Ironically, the retailer in question unloaded the entire Totem line not long afterwards, in favor of Vienna Acoustics. To each his own...
If you're looking for an easy way to upgrade your Hawks, add a Totem Lightning sub. True, it won't give you any more soundstage or detail like the Wind will, but it sure does cost a lot less and gets the Hawks out of the "bookshelf" comparison area and solidly into the "full-range high performance" category.
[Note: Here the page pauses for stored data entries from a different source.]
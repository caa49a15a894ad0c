//! Typed records stored in the non-ticket collections.

pub mod admin;
pub mod session;
pub mod user;
//! Helpdesk API server library.
//!
//! Exposes the core building blocks (config, state, auth, error handling,
//! routes) so integration tests and the binary entrypoint can both access
//! them.

pub mod auth;
pub mod config;
pub mod error;
pub mod handlers;
pub mod middleware;
pub mod response;
pub mod router;
pub mod routes;
pub mod state;
pub mod auth;
pub mod health;
pub mod tickets;

use axum::routing::get;
use axum::Router;

use crate::handlers::stream;
use crate::state::AppState;

/// Build the `/api/v1` route tree.
///
/// Route hierarchy:
///
/// ```text
/// /auth/login                   employee login (public)
/// /auth/admin/login             admin login (public)
/// /auth/logout                  revoke session (requires auth)
/// /auth/password                change own password (requires auth)
///
/// /tickets                      list (admin), create (employee)
/// /tickets/mine                 caller's tickets (employee)
/// /tickets/meta                 priorities, statuses, departments
/// /tickets/{id}                 get (admin or owner), update (admin)
/// ```
pub fn api_routes() -> Router<AppState> {
    Router::new()
        .nest("/auth", auth::router())
        .nest("/tickets", tickets::router())
}

/// The long-lived `/tickets/stream` WebSocket upgrade, mounted under
/// `/api/v1` beside [`api_routes`] but outside the request timeout.
///
/// The token travels in the query string because browsers cannot set
/// headers on a WebSocket handshake.
pub fn stream_routes() -> Router<AppState> {
    Router::new().route("/tickets/stream", get(stream::ticket_stream))
}
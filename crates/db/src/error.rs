/// Failure reported by a [`DocumentStore`](crate::DocumentStore).
#[derive(Debug, thiserror::Error)]
pub enum StoreError {
    #[error("Document not found: {collection}/{id}")]
    NotFound { collection: String, id: String },

    #[error("Database error: {0}")]
    Database(#[from] sqlx::Error),

    #[error("Serialization error: {0}")]
    Serialization(#[from] serde_json::Error),

    #[error("Store unavailable: {0}")]
    Unavailable(String),
}

pub type StoreResult<T> = Result<T, StoreError>;

impl StoreError {
    pub fn not_found(collection: &str, id: &str) -> Self {
        StoreError::NotFound {
            collection: collection.to_string(),
            id: id.to_string(),
        }
    }
}
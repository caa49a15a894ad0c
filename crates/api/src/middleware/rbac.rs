//! Role-based access control (RBAC) extractors.
//!
//! Each extractor wraps [`AuthUser`] and rejects requests whose role does not
//! match. The two portal roles are disjoint: an admin token cannot file
//! tickets and an employee token cannot triage them.

use axum::extract::FromRequestParts;
use axum::http::request::Parts;
use helpdesk_core::error::CoreError;
use helpdesk_core::roles::{ROLE_ADMIN, ROLE_EMPLOYEE};

use super::auth::AuthUser;
use crate::error::AppError;
use crate::state::AppState;

/// Requires the `admin` role. Rejects with 403 Forbidden otherwise.
///
/// ```ignore
/// async fn admin_only(RequireAdmin(admin): RequireAdmin) -> AppResult<Json<()>> {
///     Ok(Json(()))
/// }
/// ```
pub struct RequireAdmin(pub AuthUser);

impl FromRequestParts<AppState> for RequireAdmin {
    type Rejection = AppError;

    async fn from_request_parts(
        parts: &mut Parts,
        state: &AppState,
    ) -> Result<Self, Self::Rejection> {
        let user = AuthUser::from_request_parts(parts, state).await?;
        if user.role != ROLE_ADMIN {
            return Err(AppError::Core(CoreError::Forbidden(
                "Admin role required".into(),
            )));
        }
        Ok(RequireAdmin(user))
    }
}

/// Requires the `employee` role. Rejects with 403 Forbidden otherwise.
pub struct RequireEmployee(pub AuthUser);

impl FromRequestParts<AppState> for RequireEmployee {
    type Rejection = AppError;

    async fn from_request_parts(
        parts: &mut Parts,
        state: &AppState,
    ) -> Result<Self, Self::Rejection> {
        let user = AuthUser::from_request_parts(parts, state).await?;
        if user.role != ROLE_EMPLOYEE {
            return Err(AppError::Core(CoreError::Forbidden(
                "Employee login required".into(),
            )));
        }
        Ok(RequireEmployee(user))
    }
}
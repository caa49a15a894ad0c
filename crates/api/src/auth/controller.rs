//! Session/auth controller: credential checks for both portal roles.
//!
//! The controller is an explicit context object built per request from the
//! store and the configured [`AuthPolicy`]. It never issues tokens; the
//! handlers do that once a check has passed.

use helpdesk_core::credentials::{validate_ps_number, AdminCredentials, PasswordChangeForm};
use helpdesk_core::error::AuthError;
use helpdesk_db::models::admin::AdminCredentialRecord;
use helpdesk_db::models::user::EmployeeAccount;
use helpdesk_db::repositories::{AdminCredentialRepo, UserRepo};
use helpdesk_db::DocumentStore;

use crate::auth::password::{hash_password, verify_password};
use crate::config::AuthPolicy;
use crate::error::{AppError, AppResult};

pub struct AuthController<'a> {
    store: &'a dyn DocumentStore,
    policy: &'a AuthPolicy,
}

impl<'a> AuthController<'a> {
    pub fn new(store: &'a dyn DocumentStore, policy: &'a AuthPolicy) -> Self {
        Self { store, policy }
    }

    // -----------------------------------------------------------------------
    // Admin
    // -----------------------------------------------------------------------

    /// Return the stored admin credential pair, seeding it from the policy
    /// defaults when none exists yet.
    pub async fn ensure_admin_seeded(&self) -> AppResult<AdminCredentialRecord> {
        if let Some(record) = AdminCredentialRepo::get(self.store).await? {
            return Ok(record);
        }

        let hash = hash(&self.policy.admin_default_password)?;
        let record =
            AdminCredentialRepo::put(self.store, &self.policy.admin_username, &hash).await?;
        tracing::info!(username = %record.username, "Seeded admin credentials");
        Ok(record)
    }

    /// Check a candidate pair against the stored admin credentials.
    ///
    /// Both the username and the password must match.
    pub async fn login_admin(&self, candidate: &AdminCredentials) -> AppResult<()> {
        let record = self.ensure_admin_seeded().await?;
        let password_ok = verify(&candidate.password, &record.password_hash)?;

        if candidate.username != record.username || !password_ok {
            tracing::info!(username = %candidate.username, "Admin login rejected");
            return Err(AuthError::InvalidCredentials.into());
        }
        Ok(())
    }

    /// Replace the admin password after verifying the current one.
    pub async fn change_admin_password(&self, form: &PasswordChangeForm) -> AppResult<()> {
        form.validate()?;

        let record = self.ensure_admin_seeded().await?;
        if !verify(&form.current_password, &record.password_hash)? {
            return Err(AuthError::WrongPassword.into());
        }

        let hash = hash(&form.new_password)?;
        AdminCredentialRepo::put(self.store, &record.username, &hash).await?;
        tracing::info!(username = %record.username, "Admin password changed");
        Ok(())
    }

    // -----------------------------------------------------------------------
    // Employees
    // -----------------------------------------------------------------------

    /// Authenticate an employee by PS number.
    ///
    /// An existing record must match the password. Without a record, the
    /// account is provisioned when auto-provisioning is enabled and the
    /// default password was presented.
    pub async fn login_user(&self, ps_number: &str, password: &str) -> AppResult<EmployeeAccount> {
        validate_ps_number(ps_number)?;
        let ps_number = ps_number.trim();

        match UserRepo::find(self.store, ps_number).await? {
            Some(account) => {
                if !verify(password, &account.password_hash)? {
                    tracing::info!(ps_number, "Employee login rejected");
                    return Err(AuthError::InvalidPassword.into());
                }
                Ok(account)
            }
            None if self.policy.user_auto_provision
                && password == self.policy.user_default_password =>
            {
                let account = UserRepo::create(self.store, ps_number, &hash(password)?).await?;
                tracing::info!(ps_number, "Provisioned employee account on first login");
                Ok(account)
            }
            None => Err(AuthError::UserNotFound.into()),
        }
    }

    /// Replace an employee's password.
    ///
    /// The current password is checked when the policy requires it.
    pub async fn change_user_password(
        &self,
        ps_number: &str,
        form: &PasswordChangeForm,
    ) -> AppResult<()> {
        form.validate()?;

        let account = UserRepo::find(self.store, ps_number)
            .await?
            .ok_or(AuthError::UserNotFound)?;

        if self.policy.user_change_requires_current
            && !verify(&form.current_password, &account.password_hash)?
        {
            return Err(AuthError::WrongPassword.into());
        }

        UserRepo::update_password(self.store, ps_number, &hash(&form.new_password)?).await?;
        tracing::info!(ps_number, "Employee password changed");
        Ok(())
    }
}

fn hash(password: &str) -> AppResult<String> {
    hash_password(password)
        .map_err(|e| AppError::InternalError(format!("Password hashing error: {e}")))
}

fn verify(password: &str, hash: &str) -> AppResult<bool> {
    verify_password(password, hash)
        .map_err(|e| AppError::InternalError(format!("Password verification error: {e}")))
}
#![allow(dead_code)]

use std::sync::Arc;

use axum::body::Body;
use axum::http::{Method, Request, StatusCode};
use axum::response::Response;
use axum::Router;
use http_body_util::BodyExt;
use serde_json::{json, Value};
use tower::ServiceExt;

use helpdesk_api::auth::jwt::JwtConfig;
use helpdesk_api::config::{AuthPolicy, ServerConfig, StoreBackend};
use helpdesk_api::router::build_app_router;
use helpdesk_api::state::AppState;
use helpdesk_db::{DocumentStore, MemoryStore};

/// Build a test `ServerConfig` with safe defaults.
///
/// Uses `http://localhost:5173` as CORS origin (matching the dev default)
/// and a 30-second request timeout.
pub fn test_config() -> ServerConfig {
    ServerConfig {
        host: "127.0.0.1".to_string(),
        port: 0,
        cors_origins: vec!["http://localhost:5173".to_string()],
        request_timeout_secs: 30,
        jwt: JwtConfig {
            secret: "test-secret-that-is-long-enough-for-hmac".to_string(),
            access_token_expiry_mins: 60,
        },
        store: StoreBackend::Memory,
        auth: AuthPolicy::default(),
    }
}

/// Build application state over a fresh in-memory store.
pub async fn build_test_state() -> AppState {
    build_state_with(Arc::new(MemoryStore::new()), test_config()).await
}

pub async fn build_state_with(store: Arc<dyn DocumentStore>, config: ServerConfig) -> AppState {
    AppState::new(store, config)
        .await
        .expect("test state should build")
}

/// Build the full application router with all middleware layers over a
/// fresh in-memory store.
pub async fn build_test_app() -> Router {
    let state = build_test_state().await;
    let config = test_config();
    build_app_router(state, &config)
}

/// Build the router for an existing state.
pub fn app_for(state: AppState) -> Router {
    let config = (*state.config).clone();
    build_app_router(state, &config)
}

// ---------------------------------------------------------------------------
// Request helpers
// ---------------------------------------------------------------------------

async fn send(
    app: Router,
    method: Method,
    uri: &str,
    token: Option<&str>,
    body: Option<Value>,
) -> Response {
    let mut builder = Request::builder().method(method).uri(uri);
    if let Some(token) = token {
        builder = builder.header("authorization", format!("Bearer {token}"));
    }
    let request = match body {
        Some(json) => builder
            .header("content-type", "application/json")
            .body(Body::from(json.to_string()))
            .unwrap(),
        None => builder.body(Body::empty()).unwrap(),
    };
    app.oneshot(request).await.unwrap()
}

pub async fn get(app: Router, uri: &str) -> Response {
    send(app, Method::GET, uri, None, None).await
}

pub async fn get_auth(app: Router, uri: &str, token: &str) -> Response {
    send(app, Method::GET, uri, Some(token), None).await
}

pub async fn post_json(app: Router, uri: &str, body: Value) -> Response {
    send(app, Method::POST, uri, None, Some(body)).await
}

pub async fn post_json_auth(app: Router, uri: &str, body: Value, token: &str) -> Response {
    send(app, Method::POST, uri, Some(token), Some(body)).await
}

pub async fn post_auth(app: Router, uri: &str, token: &str) -> Response {
    send(app, Method::POST, uri, Some(token), None).await
}

pub async fn put_json_auth(app: Router, uri: &str, body: Value, token: &str) -> Response {
    send(app, Method::PUT, uri, Some(token), Some(body)).await
}

/// Collect a response body and parse it as JSON.
pub async fn body_json(response: Response) -> Value {
    let bytes = response.into_body().collect().await.unwrap().to_bytes();
    serde_json::from_slice(&bytes).unwrap()
}

// ---------------------------------------------------------------------------
// Session helpers
// ---------------------------------------------------------------------------

/// Log in an employee with the default first-login password and return the
/// access token.
pub async fn employee_token(app: &Router, ps_number: &str) -> String {
    let body = json!({ "psNumber": ps_number, "password": "123456" });
    let response = post_json(app.clone(), "/api/v1/auth/login", body).await;
    assert_eq!(response.status(), StatusCode::OK);
    body_json(response).await["data"]["accessToken"]
        .as_str()
        .unwrap()
        .to_string()
}

/// Log in with the seeded admin credentials and return the access token.
pub async fn admin_token(app: &Router) -> String {
    let body = json!({ "username": "admin", "password": "admin123" });
    let response = post_json(app.clone(), "/api/v1/auth/admin/login", body).await;
    assert_eq!(response.status(), StatusCode::OK);
    body_json(response).await["data"]["accessToken"]
        .as_str()
        .unwrap()
        .to_string()
}

/// File a ticket as the given employee and return the stored ticket JSON.
pub async fn create_ticket(app: &Router, token: &str, body: Value) -> Value {
    let response = post_json_auth(app.clone(), "/api/v1/tickets", body, token).await;
    assert_eq!(response.status(), StatusCode::CREATED);
    body_json(response).await["data"].clone()
}
//! Collection names used in the document store.

/// `tickets/{id}` -- one document per support ticket.
pub const TICKETS: &str = "tickets";

/// `users/{psNumber}` -- employee password records.
pub const USERS: &str = "users";

/// `settings/{name}` -- singleton configuration documents.
pub const SETTINGS: &str = "settings";

/// `sessions/{jti}` -- issued access tokens.
pub const SESSIONS: &str = "sessions";

/// Id of the admin credential document inside [`SETTINGS`].
pub const ADMIN_CREDENTIALS_ID: &str = "admin";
I personally would rather go the route of a full range speaker than a speaker + subwoofer route, if music is the primary concern. Some people love their two ways so much they'll stick with them and add a sub, but imo a high quality full ranger has a coherency than subs + speakers lack. It takes experimentation to get the best integration of sub-woofer and speaker - it is possible, but is it preferable to a full range speaker, if you have the room and can spend the money? Not really.
Reality can kick in a practicality may dictate a sub, for cost, placement or even home theater integration reasons, but when it comes down to pure music, I will pick the coherence of a full range speaker anyday.
For counterpoint, once my sub was set up properly I would never go back to a system without it - only a handful of speakers sound as full as what I have now, and at that point there are cost and aesthetics starting to creep into it. IMO coherency issues are indicitave of an improperly set up system.

Sonance, I think you might change your mind if you hear a *properly* dialed in musical subwoofer from the likes of REL or Totem. I get the strange feeling your experiences have been with home-theater subs.